Exercise objective:
Quote exactly the lines from the start of the entries to the one with "All send functions", both ends included.

-------- Data records

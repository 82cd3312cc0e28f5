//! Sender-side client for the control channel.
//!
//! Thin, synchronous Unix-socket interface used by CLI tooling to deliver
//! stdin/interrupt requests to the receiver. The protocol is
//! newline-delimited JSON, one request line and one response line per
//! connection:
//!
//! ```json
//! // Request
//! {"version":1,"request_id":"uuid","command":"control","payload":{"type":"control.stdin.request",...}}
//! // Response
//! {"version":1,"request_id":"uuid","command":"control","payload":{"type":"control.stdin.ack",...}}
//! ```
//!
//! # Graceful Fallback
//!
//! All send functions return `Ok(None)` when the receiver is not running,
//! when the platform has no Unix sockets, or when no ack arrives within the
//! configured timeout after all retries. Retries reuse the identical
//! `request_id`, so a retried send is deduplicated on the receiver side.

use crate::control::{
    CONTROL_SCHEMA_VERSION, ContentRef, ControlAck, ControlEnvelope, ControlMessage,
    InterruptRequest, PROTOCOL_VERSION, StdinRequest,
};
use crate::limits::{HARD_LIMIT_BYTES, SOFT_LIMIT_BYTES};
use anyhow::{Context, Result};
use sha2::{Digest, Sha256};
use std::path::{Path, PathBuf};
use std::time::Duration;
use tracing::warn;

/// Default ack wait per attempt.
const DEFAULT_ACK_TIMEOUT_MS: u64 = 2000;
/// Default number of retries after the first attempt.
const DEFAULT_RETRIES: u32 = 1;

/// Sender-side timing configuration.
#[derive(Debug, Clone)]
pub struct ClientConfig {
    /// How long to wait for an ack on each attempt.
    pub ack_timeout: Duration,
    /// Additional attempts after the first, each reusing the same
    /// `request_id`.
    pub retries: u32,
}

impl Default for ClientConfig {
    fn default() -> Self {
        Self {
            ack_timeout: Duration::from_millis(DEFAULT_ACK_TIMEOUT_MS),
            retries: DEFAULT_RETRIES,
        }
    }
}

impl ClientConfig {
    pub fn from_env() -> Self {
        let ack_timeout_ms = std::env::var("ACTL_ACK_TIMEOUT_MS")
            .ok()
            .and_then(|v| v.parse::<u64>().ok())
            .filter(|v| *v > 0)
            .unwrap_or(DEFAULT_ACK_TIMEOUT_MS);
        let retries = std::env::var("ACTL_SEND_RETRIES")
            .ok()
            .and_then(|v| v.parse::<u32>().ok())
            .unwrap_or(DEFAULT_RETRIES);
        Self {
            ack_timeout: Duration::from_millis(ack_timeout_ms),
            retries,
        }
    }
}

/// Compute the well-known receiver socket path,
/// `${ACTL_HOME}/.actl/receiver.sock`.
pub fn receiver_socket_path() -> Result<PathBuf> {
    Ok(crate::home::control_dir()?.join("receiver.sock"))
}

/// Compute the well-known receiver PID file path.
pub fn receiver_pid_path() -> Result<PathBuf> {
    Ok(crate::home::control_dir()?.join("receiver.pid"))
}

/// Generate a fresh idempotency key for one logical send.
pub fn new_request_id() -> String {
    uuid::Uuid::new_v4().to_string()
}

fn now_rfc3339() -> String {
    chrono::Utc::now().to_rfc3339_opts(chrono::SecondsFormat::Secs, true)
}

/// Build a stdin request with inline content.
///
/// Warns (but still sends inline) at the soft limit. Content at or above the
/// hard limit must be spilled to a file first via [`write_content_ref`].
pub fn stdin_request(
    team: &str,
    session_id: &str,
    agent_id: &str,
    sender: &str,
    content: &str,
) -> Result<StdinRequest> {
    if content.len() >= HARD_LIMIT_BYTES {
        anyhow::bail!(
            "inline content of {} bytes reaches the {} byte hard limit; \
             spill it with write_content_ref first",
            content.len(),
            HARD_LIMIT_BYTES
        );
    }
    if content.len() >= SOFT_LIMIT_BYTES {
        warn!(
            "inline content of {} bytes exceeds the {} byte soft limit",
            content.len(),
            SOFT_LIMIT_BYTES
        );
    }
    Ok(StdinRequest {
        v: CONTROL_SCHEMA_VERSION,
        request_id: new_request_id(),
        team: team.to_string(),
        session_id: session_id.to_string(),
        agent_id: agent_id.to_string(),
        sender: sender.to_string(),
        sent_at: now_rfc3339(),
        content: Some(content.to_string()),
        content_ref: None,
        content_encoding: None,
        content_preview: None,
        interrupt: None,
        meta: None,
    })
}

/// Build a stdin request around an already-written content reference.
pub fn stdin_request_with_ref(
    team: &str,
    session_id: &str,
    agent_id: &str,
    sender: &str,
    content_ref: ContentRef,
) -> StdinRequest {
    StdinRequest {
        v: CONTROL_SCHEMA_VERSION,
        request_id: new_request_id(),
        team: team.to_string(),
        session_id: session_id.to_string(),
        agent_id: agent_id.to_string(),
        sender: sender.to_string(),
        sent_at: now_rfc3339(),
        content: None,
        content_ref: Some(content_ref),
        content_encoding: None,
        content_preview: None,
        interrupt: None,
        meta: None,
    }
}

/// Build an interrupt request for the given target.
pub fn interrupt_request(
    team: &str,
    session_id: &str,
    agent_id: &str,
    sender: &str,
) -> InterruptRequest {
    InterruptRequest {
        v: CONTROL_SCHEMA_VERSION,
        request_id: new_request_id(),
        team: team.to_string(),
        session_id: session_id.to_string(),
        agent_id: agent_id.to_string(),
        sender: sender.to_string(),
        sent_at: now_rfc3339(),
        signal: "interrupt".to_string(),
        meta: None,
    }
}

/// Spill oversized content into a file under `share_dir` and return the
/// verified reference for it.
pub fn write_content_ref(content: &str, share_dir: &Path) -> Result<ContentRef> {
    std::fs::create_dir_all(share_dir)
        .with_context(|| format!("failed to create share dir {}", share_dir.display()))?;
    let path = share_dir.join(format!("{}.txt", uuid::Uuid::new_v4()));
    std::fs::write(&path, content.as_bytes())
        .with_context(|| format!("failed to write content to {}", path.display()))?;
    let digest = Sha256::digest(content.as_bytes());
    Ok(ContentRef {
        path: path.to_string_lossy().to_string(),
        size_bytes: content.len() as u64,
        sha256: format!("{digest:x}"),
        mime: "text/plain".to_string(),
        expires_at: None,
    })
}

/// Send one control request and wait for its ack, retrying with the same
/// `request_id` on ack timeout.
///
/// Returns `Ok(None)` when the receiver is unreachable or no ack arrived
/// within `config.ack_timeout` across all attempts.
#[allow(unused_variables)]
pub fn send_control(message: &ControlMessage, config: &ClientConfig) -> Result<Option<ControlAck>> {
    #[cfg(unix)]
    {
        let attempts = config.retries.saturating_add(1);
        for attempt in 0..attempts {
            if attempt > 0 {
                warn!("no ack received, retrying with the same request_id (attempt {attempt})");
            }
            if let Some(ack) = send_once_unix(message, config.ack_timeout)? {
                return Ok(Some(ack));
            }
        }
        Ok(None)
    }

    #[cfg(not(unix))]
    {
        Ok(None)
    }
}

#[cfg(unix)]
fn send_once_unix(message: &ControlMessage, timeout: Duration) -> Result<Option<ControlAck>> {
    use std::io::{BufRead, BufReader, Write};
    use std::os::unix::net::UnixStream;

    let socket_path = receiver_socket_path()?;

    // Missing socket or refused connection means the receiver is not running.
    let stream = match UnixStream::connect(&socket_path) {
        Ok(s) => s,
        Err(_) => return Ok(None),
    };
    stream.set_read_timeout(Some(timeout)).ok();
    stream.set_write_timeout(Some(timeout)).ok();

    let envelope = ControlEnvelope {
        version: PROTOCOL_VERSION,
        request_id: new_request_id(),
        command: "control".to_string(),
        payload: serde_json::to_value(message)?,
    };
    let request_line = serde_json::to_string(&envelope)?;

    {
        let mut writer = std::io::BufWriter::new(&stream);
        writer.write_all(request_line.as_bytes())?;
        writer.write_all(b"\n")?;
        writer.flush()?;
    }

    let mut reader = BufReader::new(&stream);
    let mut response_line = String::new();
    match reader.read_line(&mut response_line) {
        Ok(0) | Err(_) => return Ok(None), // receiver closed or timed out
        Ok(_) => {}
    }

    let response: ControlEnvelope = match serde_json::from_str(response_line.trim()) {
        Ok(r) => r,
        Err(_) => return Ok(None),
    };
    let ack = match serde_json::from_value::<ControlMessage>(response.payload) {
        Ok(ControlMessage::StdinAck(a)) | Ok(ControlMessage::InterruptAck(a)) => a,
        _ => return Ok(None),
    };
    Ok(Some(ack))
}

----------------

Output of the task:
repository 82cd3312cc0e28f5
//! Sender-side client for the control channel.
//!
//! Thin, synchronous Unix-socket interface used by CLI tooling to deliver
//! stdin/interrupt requests to the receiver. The protocol is
//! newline-delimited JSON, one request line and one response line per
//! connection:
//!
//! ```json
//! // Request
//! {"version":1,"request_id":"uuid","command":"control","payload":{"type":"control.stdin.request",...}}
//! // Response
//! {"version":1,"request_id":"uuid","command":"control","payload":{"type":"control.stdin.ack",...}}
//! ```
//!
//! # Graceful Fallback
//!
//! All send functions return `Ok(None)` when the receiver is not running,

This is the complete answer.